### TASK STATEMENT
From the records below, copy each line in which the string "grayscale" occurs.

### TASK INPUT
========================================================================
//! Configuration system for gallery layout and interaction tuning
//!
//! Options are grouped by concern and can be picked through a profile
//! preset or loaded from JSON. Every field has a default, so a JSON
//! document only needs to carry the values it changes.

use std::path::Path;

use serde::{Deserialize, Serialize};

use crate::core::constants::*;
use crate::core::rotation::PitchLimits;
use crate::{GalleryError, Result};

#[derive(Debug, Clone, PartialEq)]
pub enum InteractionProfile {
    Standard,
    /// No inertia and no wheel rotation, for users asking for reduced motion
    ReducedMotion,
    Custom(GalleryConfig),
}

impl InteractionProfile {
    pub fn resolve(&self) -> GalleryConfig {
        match self {
            Self::Standard => GalleryConfig::default(),
            Self::ReducedMotion => GalleryConfig {
                inertia: InertiaConfig {
                    enabled: false,
                    ..InertiaConfig::default()
                },
                wheel: WheelConfig {
                    enabled: false,
                    ..WheelConfig::default()
                },
                ..GalleryConfig::default()
            },
            Self::Custom(config) => config.clone(),
        }
    }
}

impl Default for InteractionProfile {
    fn default() -> Self {
        Self::Standard
    }
}

#[derive(Debug, Clone, PartialEq, Default, Serialize, Deserialize)]
#[serde(default)]
pub struct GalleryConfig {
    pub layout: LayoutConfig,
    pub pitch: PitchLimits,
    pub gesture: GestureConfig,
    pub inertia: InertiaConfig,
    pub wheel: WheelConfig,
    pub style: StyleConfig,
}

impl GalleryConfig {
    pub fn from_json_str(json: &str) -> Result<Self> {
        let config: Self = serde_json::from_str(json)?;
        config.validate()?;
        Ok(config)
    }

    pub fn from_path(path: impl AsRef<Path>) -> Result<Self> {
        let path = path.as_ref();
        log::debug!("Loading gallery config from {}", path.display());
        let json = std::fs::read_to_string(path)?;
        Self::from_json_str(&json)
    }

    pub fn to_json_string(&self) -> Result<String> {
        Ok(serde_json::to_string_pretty(self)?)
    }

    /// Rejects values that would make the engine divide by zero or never settle
    pub fn validate(&self) -> Result<()> {
        fn positive(name: &str, value: f64) -> Result<()> {
            if value.is_finite() && value > 0.0 {
                Ok(())
            } else {
                Err(GalleryError::InvalidConfig(format!(
                    "{} must be a positive number, got {}",
                    name, value
                )))
            }
        }

        if self.layout.segments == 0 || self.layout.segments > MAX_SEGMENTS {
            return Err(GalleryError::InvalidConfig(format!(
                "layout.segments must be in 1..={}, got {}",
                MAX_SEGMENTS, self.layout.segments
            )));
        }
        positive("layout.fit", self.layout.fit)?;
        positive("layout.wide_aspect_basis", self.layout.wide_aspect_basis)?;
        if let Some(min_radius) = self.layout.min_radius {
            positive("layout.min_radius", min_radius)?;
        }
        if !(self.pitch.min.is_finite() && self.pitch.max.is_finite())
            || self.pitch.min > self.pitch.max
        {
            return Err(GalleryError::InvalidConfig(format!(
                "pitch range {}..{} is empty",
                self.pitch.min, self.pitch.max
            )));
        }
        if !self.gesture.drag_threshold.is_finite() || self.gesture.drag_threshold < 0.0 {
            return Err(GalleryError::InvalidConfig(format!(
                "gesture.drag_threshold must not be negative, got {}",
                self.gesture.drag_threshold
            )));
        }
        positive("gesture.drag_divisor", self.gesture.drag_divisor)?;
        if !(self.gesture.velocity_smoothing > 0.0 && self.gesture.velocity_smoothing <= 1.0) {
            return Err(GalleryError::InvalidConfig(format!(
                "gesture.velocity_smoothing must be in (0, 1], got {}",
                self.gesture.velocity_smoothing
            )));
        }
        if !(self.inertia.friction > 0.0 && self.inertia.friction < 1.0) {
            return Err(GalleryError::InvalidConfig(format!(
                "inertia.friction must be in (0, 1), got {}",
                self.inertia.friction
            )));
        }
        positive("inertia.min_velocity", self.inertia.min_velocity)?;
        positive("inertia.divisor", self.inertia.divisor)?;
        positive("wheel.dominance_ratio", self.wheel.dominance_ratio)?;
        positive("wheel.divisor", self.wheel.divisor)?;
        Ok(())
    }
}

#[derive(Debug, Clone, PartialEq, Serialize, Deserialize)]
#[serde(default)]
pub struct LayoutConfig {
    pub segments: u32,
    pub column_origin: i32,
    pub fit: f64,
    pub min_radius: Option<f64>,
    pub wide_aspect_basis: f64,
}

impl LayoutConfig {
    /// Degrees covered by one grid unit
    pub fn unit_angle(&self) -> f64 {
        360.0 / self.segments.max(1) as f64 / 2.0
    }
}

impl Default for LayoutConfig {
    fn default() -> Self {
        Self {
            segments: DEFAULT_SEGMENTS,
            column_origin: DEFAULT_COLUMN_ORIGIN,
            fit: DEFAULT_FIT,
            min_radius: None,
            wide_aspect_basis: WIDE_ASPECT_BASIS,
        }
    }
}

#[derive(Debug, Clone, PartialEq, Serialize, Deserialize)]
#[serde(default)]
pub struct GestureConfig {
    pub drag_threshold: f64,
    pub drag_divisor: f64,
    pub velocity_smoothing: f64,
    pub min_sample_interval_ms: u64,
}

impl Default for GestureConfig {
    fn default() -> Self {
        Self {
            drag_threshold: DRAG_THRESHOLD,
            drag_divisor: DRAG_DIVISOR,
            velocity_smoothing: VELOCITY_SMOOTHING,
            min_sample_interval_ms: MIN_SAMPLE_INTERVAL_MS,
        }
    }
}

#[derive(Debug, Clone, PartialEq, Serialize, Deserialize)]
#[serde(default)]
pub struct InertiaConfig {
    pub enabled: bool,
    pub friction: f64,
    pub min_velocity: f64,
    pub divisor: f64,
}

impl InertiaConfig {
    /// Number of frames a release at `speed` px/s coasts before stopping
    pub fn frames_to_rest(&self, speed: f64) -> u32 {
        let mut speed = speed.abs();
        let mut frames = 0;
        while speed >= self.min_velocity && frames < 10_000 {
            speed *= self.friction;
            frames += 1;
        }
        frames
    }
}

impl Default for InertiaConfig {
    fn default() -> Self {
        Self {
            enabled: true,
            friction: INERTIA_FRICTION,
            min_velocity: INERTIA_MIN_VELOCITY,
            divisor: INERTIA_DIVISOR,
        }
    }
}

#[derive(Debug, Clone, PartialEq, Serialize, Deserialize)]
#[serde(default)]
pub struct WheelConfig {
    pub enabled: bool,
    pub dominance_ratio: f64,
    pub min_delta: f64,
    pub divisor: f64,
}

impl WheelConfig {
    /// True for a clearly horizontal gesture (touchpad swipe left/right)
    pub fn is_horizontal(&self, delta_x: f64, delta_y: f64) -> bool {
        delta_x.abs() > delta_y.abs() * self.dominance_ratio && delta_x.abs() > self.min_delta
    }
}

impl Default for WheelConfig {
    fn default() -> Self {
        Self {
            enabled: true,
            dominance_ratio: WHEEL_DOMINANCE_RATIO,
            min_delta: WHEEL_MIN_DELTA,
            divisor: WHEEL_DIVISOR,
        }
    }
}

/// Presentation values handed to the host as CSS custom properties
#[derive(Debug, Clone, PartialEq, Serialize, Deserialize)]
#[serde(default)]
pub struct StyleConfig {
    pub overlay_blur_color: String,
    pub tile_radius: String,
    pub enlarge_radius: String,
    pub grayscale: bool,
    pub enlarge_transition_ms: u64,
}

impl StyleConfig {
    pub fn image_filter(&self) -> &'static str {
        if self.grayscale {
            "grayscale(1)"
        } else {
            "none"
        }
    }

    pub fn css_variables(&self, radius: f64, segments: u32) -> Vec<(&'static str, String)> {
        vec![
            ("--radius", format!("{}px", radius)),
            ("--overlay-blur-color", self.overlay_blur_color.clone()),
            ("--tile-radius", self.tile_radius.clone()),
            ("--enlarge-radius", self.enlarge_radius.clone()),
            ("--image-filter", self.image_filter().to_string()),
            ("--segments-x", segments.to_string()),
            ("--segments-y", segments.to_string()),
        ]
    }
}

impl Default for StyleConfig {
    fn default() -> Self {
        Self {
            overlay_blur_color: "#060010".to_string(),
            tile_radius: "30px".to_string(),
            enlarge_radius: "30px".to_string(),
            grayscale: true,
            enlarge_transition_ms: 300,
        }
    }
}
========================================================================
### RESULT FOR THIS EXERCISE
    pub grayscale: bool,
        if self.grayscale {
            "grayscale(1)"
            grayscale: true,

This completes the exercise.